The fact that Bashir had been able to overcome several crises before had led to delusions of invulnerability. This uprising was different. Whereas brutality had preserved his regime before, this time, the widespread repression including the arrest of activists and a death toll of approximately, 60, the masses would not be deterred.

That courage and determination was reflected in the fact that the masses chose the 6th April to take the revolution directly to the seat of his dictatorship, the military complex that housed his residence where the masses have set up camp ever since. Within five days, Bashir’s 30-year reign had ended.

The movement was precipitated by the Bashir regime’s decision to follow the advice of the IMF by cancelling fuel and wheat subsidies. In a country where only 3% of the national budget is allocated to education and even less to health, and expenditure consumed by the cost of dealing with insurgencies in the South Kordofan, Darfur and the Blue Nile regions, the burden of these measures fell directly on the working class and the poor in city and countryside.

The lifting of US sanctions in 1997 had failed to provide economic relief. The economic situation had deteriorated significantly since the independence of oil–rich South Sudan in 2011. It meant the loss of oil revenue, concentrated in South Soudan. Accelerated by the devaluation of the Sudanese pound on IMF advice, inflation soared to 72%, the second highest in the world after Venezuela. The economic crisis was aggravated by rampant looting which had placed Sudan at number 175 out of 180 countries on Transparency International’s Corruption Perception Index. Suitcases loaded with more than $351,000, €6m ($6.7m; £5.2m) and five billion Sudanese pounds ($105m) were found at Mr Bashir’s home.
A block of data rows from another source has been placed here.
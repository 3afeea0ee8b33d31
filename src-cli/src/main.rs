use std::path::{Path, PathBuf};
use std::time::{Duration, Instant};

use album_scanner::{AlbumScanner, GroupingConfig, LibraryEntry, ScanSummary};
use anyhow::{Context, Result};
use clap::{Parser, Subcommand};
use library_db::{EntryKind, LibraryDb};
use thumbnail_cache::{CacheConfig, DiskStore, LoadCoordinator, SizePreset};

#[derive(Parser)]
#[command(name = "comicshelf")]
#[command(about = "Browse comic and photo albums: scan libraries and manage the thumbnail cache")]
struct Cli {
    /// Thumbnail cache directory (overrides the config file)
    #[arg(long, global = true)]
    cache_dir: Option<PathBuf>,

    /// JSON file with cache settings
    #[arg(long, global = true)]
    config: Option<PathBuf>,

    /// Library database file (defaults to the user data directory)
    #[arg(long, global = true)]
    db: Option<PathBuf>,

    #[command(subcommand)]
    command: Commands,
}

#[derive(Subcommand)]
enum Commands {
    /// Scan a library folder into albums and collections
    Scan {
        /// Library root folder
        root: PathBuf,

        /// Write the scan result to a JSON file
        #[arg(long)]
        json: Option<PathBuf>,

        /// Keep similarly named albums separate
        #[arg(long)]
        no_group: bool,

        /// Minimum name similarity for grouping (0.0 - 1.0)
        #[arg(long, default_value = "0.6")]
        threshold: f64,
    },

    /// Generate thumbnails for every image in a library
    Thumbs {
        /// Library root folder
        root: PathBuf,

        /// Target size: cover, grid or preview
        #[arg(long, default_value = "cover")]
        preset: SizePreset,

        /// Give up waiting after this many seconds
        #[arg(long, default_value = "600")]
        timeout_secs: u64,
    },

    /// Inspect or clean the thumbnail cache
    Cache {
        #[command(subcommand)]
        action: CacheAction,
    },

    /// Manage favorite albums and collections
    Fav {
        #[command(subcommand)]
        action: FavAction,
    },

    /// Manage the recently viewed list
    Recent {
        #[command(subcommand)]
        action: RecentAction,
    },
}

#[derive(Subcommand)]
enum CacheAction {
    /// Show file count and size of the disk cache
    Stats,
    /// Delete every cached thumbnail
    Clear,
    /// Delete thumbnails not used for a number of days
    Evict {
        #[arg(long, default_value = "30")]
        days: u64,
    },
}

#[derive(Subcommand)]
enum FavAction {
    /// Add a favorite
    Add {
        path: PathBuf,
        /// album, collection or smart
        #[arg(long, default_value = "album")]
        kind: String,
    },
    /// Remove a favorite
    Remove { path: PathBuf },
    /// List favorites, newest first
    List,
}

#[derive(Subcommand)]
enum RecentAction {
    /// List recently viewed entries
    List {
        #[arg(long, default_value = "20")]
        limit: usize,
    },
    /// Forget every recently viewed entry
    Clear,
}

fn main() -> Result<()> {
    env_logger::Builder::from_env(env_logger::Env::default().default_filter_or("info")).init();

    let cli = Cli::parse();

    match cli.command {
        Commands::Scan {
            ref root,
            ref json,
            no_group,
            threshold,
        } => scan_library(root, json.as_deref(), !no_group, threshold),
        Commands::Thumbs {
            ref root,
            preset,
            timeout_secs,
        } => {
            let config = load_cache_config(cli.config.as_deref(), cli.cache_dir.as_deref())?;
            generate_thumbnails(root, preset, config, Duration::from_secs(timeout_secs))
        }
        Commands::Cache { ref action } => {
            let config = load_cache_config(cli.config.as_deref(), cli.cache_dir.as_deref())?;
            manage_cache(action, &config)
        }
        Commands::Fav { ref action } => manage_favorites(action, &open_db(cli.db.as_deref())?),
        Commands::Recent { ref action } => manage_recent(action, &open_db(cli.db.as_deref())?),
    }
}

fn load_cache_config(config_path: Option<&Path>, cache_dir: Option<&Path>) -> Result<CacheConfig> {
    let mut config = match config_path {
        Some(path) => {
            let text = std::fs::read_to_string(path)
                .with_context(|| format!("Failed to read config {}", path.display()))?;
            serde_json::from_str::<CacheConfig>(&text)
                .with_context(|| format!("Invalid cache config {}", path.display()))?
        }
        None => CacheConfig::default(),
    };

    if let Some(dir) = cache_dir {
        config.cache_dir = dir.to_path_buf();
    }
    log::debug!("cache config: {:?}", config);
    Ok(config)
}

fn open_db(db_path: Option<&Path>) -> Result<LibraryDb> {
    match db_path {
        Some(path) => LibraryDb::open(path),
        None => LibraryDb::open_default(),
    }
}

fn scan_library(root: &Path, json: Option<&Path>, group: bool, threshold: f64) -> Result<()> {
    println!("🔍 Scanning library: {}", root.display());

    let scanner = AlbumScanner::new(GroupingConfig {
        enabled: group,
        threshold,
    });
    let started = Instant::now();
    let entries = scanner
        .scan(root)
        .with_context(|| format!("Failed to scan {}", root.display()))?;

    if entries.is_empty() {
        println!("⚠️  No albums found in {}", root.display());
        return Ok(());
    }

    print_scan_results(&entries);
    println!("\n⏱️  Scanned in {:.2}s", started.elapsed().as_secs_f64());

    if let Some(output_path) = json {
        let json = serde_json::to_string_pretty(&entries)
            .context("Failed to serialize scan result to JSON")?;
        std::fs::write(output_path, json)
            .with_context(|| format!("Failed to write output to {}", output_path.display()))?;
        println!("💾 Results saved to: {}", output_path.display());
    }

    Ok(())
}

fn print_scan_results(entries: &[LibraryEntry]) {
    let summary = ScanSummary::from_entries(entries);

    println!("\n📚 LIBRARY");
    println!("==========");
    println!("Albums: {}", summary.albums);
    println!(
        "Collections: {} ({} grouped by name)",
        summary.collections, summary.smart_collections
    );
    println!("Images: {}", summary.images);
    println!("Size: {}", format_bytes(summary.bytes));
    println!();

    for entry in entries {
        match entry {
            LibraryEntry::Album(album) => {
                println!("  📖 {} ({} images)", album.name, album.image_count);
            }
            LibraryEntry::Collection(collection) => {
                println!(
                    "  📚 {} [{:?}] ({} albums, {} images)",
                    collection.name,
                    collection.kind,
                    collection.album_count,
                    collection.image_count
                );
                for album in &collection.albums {
                    println!("      · {} ({} images)", album.name, album.image_count);
                }
            }
        }
    }
}

fn generate_thumbnails(
    root: &Path,
    preset: SizePreset,
    config: CacheConfig,
    timeout: Duration,
) -> Result<()> {
    let entries = AlbumScanner::default()
        .scan(root)
        .with_context(|| format!("Failed to scan {}", root.display()))?;

    let mut covers = Vec::new();
    let mut pages = Vec::new();
    for album in entries.iter().flat_map(|entry| entry.albums()) {
        covers.push(album.cover.clone());
        pages.extend(album.images.iter().skip(1).cloned());
    }

    if covers.is_empty() {
        println!("⚠️  No images found in {}", root.display());
        return Ok(());
    }

    let size = preset.size();
    println!(
        "🖼️  Generating {} thumbnails ({}) for {} images",
        preset,
        size,
        covers.len() + pages.len()
    );

    let mut coordinator = LoadCoordinator::new(config).context("Failed to start thumbnail workers")?;
    let started = Instant::now();

    // Covers are what the library grid shows first
    let queued_covers = coordinator.preload(&covers, size, true);
    let queued_pages = coordinator.preload(&pages, size, false);
    println!("📋 Queued {} covers and {} pages", queued_covers, queued_pages);

    let finished = coordinator.wait_until_idle(timeout);
    let stats = coordinator.cache_stats();
    let decoded = coordinator.decode_count();
    coordinator.shutdown();

    if !finished {
        println!(
            "⚠️  Timed out after {}s with {} jobs still pending",
            timeout.as_secs(),
            stats.in_flight_count
        );
    }

    println!("\n📈 THUMBNAILS");
    println!("=============");
    println!("Decoded from source: {}", decoded);
    println!("In memory: {} ({})", stats.memory_items, format_bytes(stats.memory_bytes as u64));
    println!("On disk: {} files ({})", stats.disk_files, format_bytes(stats.disk_bytes));
    println!("⏱️  Finished in {:.2}s", started.elapsed().as_secs_f64());

    Ok(())
}

fn manage_cache(action: &CacheAction, config: &CacheConfig) -> Result<()> {
    let store = DiskStore::open(&config.cache_dir, config.jpeg_quality)
        .with_context(|| format!("Failed to open cache {}", config.cache_dir.display()))?;

    match action {
        CacheAction::Stats => {
            let stats = store.stats()?;
            println!("📁 Cache: {}", store.dir().display());
            println!("Files: {}", stats.files);
            println!("Size: {}", format_bytes(stats.bytes));
        }
        CacheAction::Clear => {
            let removed = store.clear()?;
            println!("🗑️  Removed {} cached thumbnails", removed);
        }
        CacheAction::Evict { days } => {
            let max_age = Duration::from_secs(days.saturating_mul(24 * 60 * 60));
            let removed = store.evict_older_than(max_age)?;
            println!("🗑️  Removed {} thumbnails unused for {} days", removed, days);
        }
    }
    Ok(())
}

fn manage_favorites(action: &FavAction, db: &LibraryDb) -> Result<()> {
    match action {
        FavAction::Add { path, kind } => {
            let kind: EntryKind = kind.parse()?;
            let path = path.to_string_lossy();
            if db.add_favorite(&path, kind)? {
                println!("⭐ Added {} ({})", path, kind);
            } else {
                println!("Already a favorite: {}", path);
            }
        }
        FavAction::Remove { path } => {
            let path = path.to_string_lossy();
            if db.remove_favorite(&path)? {
                println!("Removed {}", path);
            } else {
                println!("Not a favorite: {}", path);
            }
        }
        FavAction::List => {
            let favorites = db.favorites()?;
            if favorites.is_empty() {
                println!("No favorites yet");
            }
            for favorite in favorites {
                println!(
                    "⭐ {}  [{}]  {}",
                    favorite.path,
                    favorite.kind,
                    favorite.added_at.format("%Y-%m-%d %H:%M")
                );
            }
        }
    }
    Ok(())
}

fn manage_recent(action: &RecentAction, db: &LibraryDb) -> Result<()> {
    match action {
        RecentAction::List { limit } => {
            let recent = db.recent(*limit)?;
            if recent.is_empty() {
                println!("Nothing viewed yet");
            }
            for view in recent {
                println!(
                    "🕘 {}  [{}]  {}",
                    view.path,
                    view.kind,
                    view.viewed_at.format("%Y-%m-%d %H:%M")
                );
            }
        }
        RecentAction::Clear => {
            let removed = db.clear_recent()?;
            println!("🗑️  Cleared {} recently viewed entries", removed);
        }
    }
    Ok(())
}

fn format_bytes(bytes: u64) -> String {
    const UNITS: [&str; 4] = ["B", "KB", "MB", "GB"];
    let mut value = bytes as f64;
    let mut unit = 0;
    while value >= 1024.0 && unit < UNITS.len() - 1 {
        value /= 1024.0;
        unit += 1;
    }
    if unit == 0 {
        format!("{} {}", bytes, UNITS[0])
    } else {
        format!("{:.1} {}", value, UNITS[unit])
    }
}

#[cfg(test)]
mod tests {
    use super::*;

    #[test]
    fn test_format_bytes() {
        assert_eq!(format_bytes(512), "512 B");
        assert_eq!(format_bytes(2048), "2.0 KB");
        assert_eq!(format_bytes(5 * 1024 * 1024), "5.0 MB");
    }

    #[test]
    fn test_cli_parses_global_flags() {
        let cli = Cli::try_parse_from([
            "comicshelf",
            "thumbs",
            "/library",
            "--preset",
            "grid",
            "--cache-dir",
            "/tmp/thumbs",
        ])
        .unwrap();

        assert_eq!(cli.cache_dir, Some(PathBuf::from("/tmp/thumbs")));
        match cli.command {
            Commands::Thumbs { root, preset, .. } => {
                assert_eq!(root, PathBuf::from("/library"));
                assert_eq!(preset, SizePreset::Grid);
            }
            _ => panic!("expected thumbs command"),
        }
    }

    #[test]
    fn test_config_file_with_cache_dir_override() {
        let dir = tempfile::tempdir().unwrap();
        let config_path = dir.path().join("config.json");
        std::fs::write(&config_path, r#"{ "worker_count": 4, "jpeg_quality": 70 }"#).unwrap();

        let override_dir = dir.path().join("thumbs");
        let config = load_cache_config(Some(&config_path), Some(&override_dir)).unwrap();
        assert_eq!(config.worker_count, 4);
        assert_eq!(config.jpeg_quality, 70);
        assert_eq!(config.cache_dir, override_dir);
        assert_eq!(config.max_memory_items, 256);
    }
}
In these circumstances, although the IMF-dictated measures serve as the straw that broke the camel’s back this movement was not going to end as in so many other countries, as just another “IMF food riot”. Starting in mid-December in Atbara, a city in River Nile state, about 180 miles from Khartoum, they spread across the country, swept along even marginalized peripheries like El-Gadarif in eastern Sudan and Nyala and El Fashir in Darfur, where thousands have been killed and hundreds of villages destroyed in counterinsurgency. This is the longest, most widespread and sustained movement of the Sudanese masses in the post-colonial period.

The intensity of the protests caused panic within the coalition of generals, security chiefs and Islamist politicians within the ruling National Congress Party. The hard-liners pressed for a brutal crackdown, but army commanders argued for restraint. These internal conflicts were reflected in the intervention by rank-and-file soldiers in the army to protect the crowds when militia forces and units of the feared National Intelligence and Security Services fired heavy tear gas and bullets at the protesters.

Under the hot breath of the revolution, the military was compelled within twenty four hours to replace al Bashir’s replacement, Lieutenant General Ahmed Awad Ibn Auf, rejected by the masses as too close to al-Bashir’s regime, with General Abdel-Fattah Burhan.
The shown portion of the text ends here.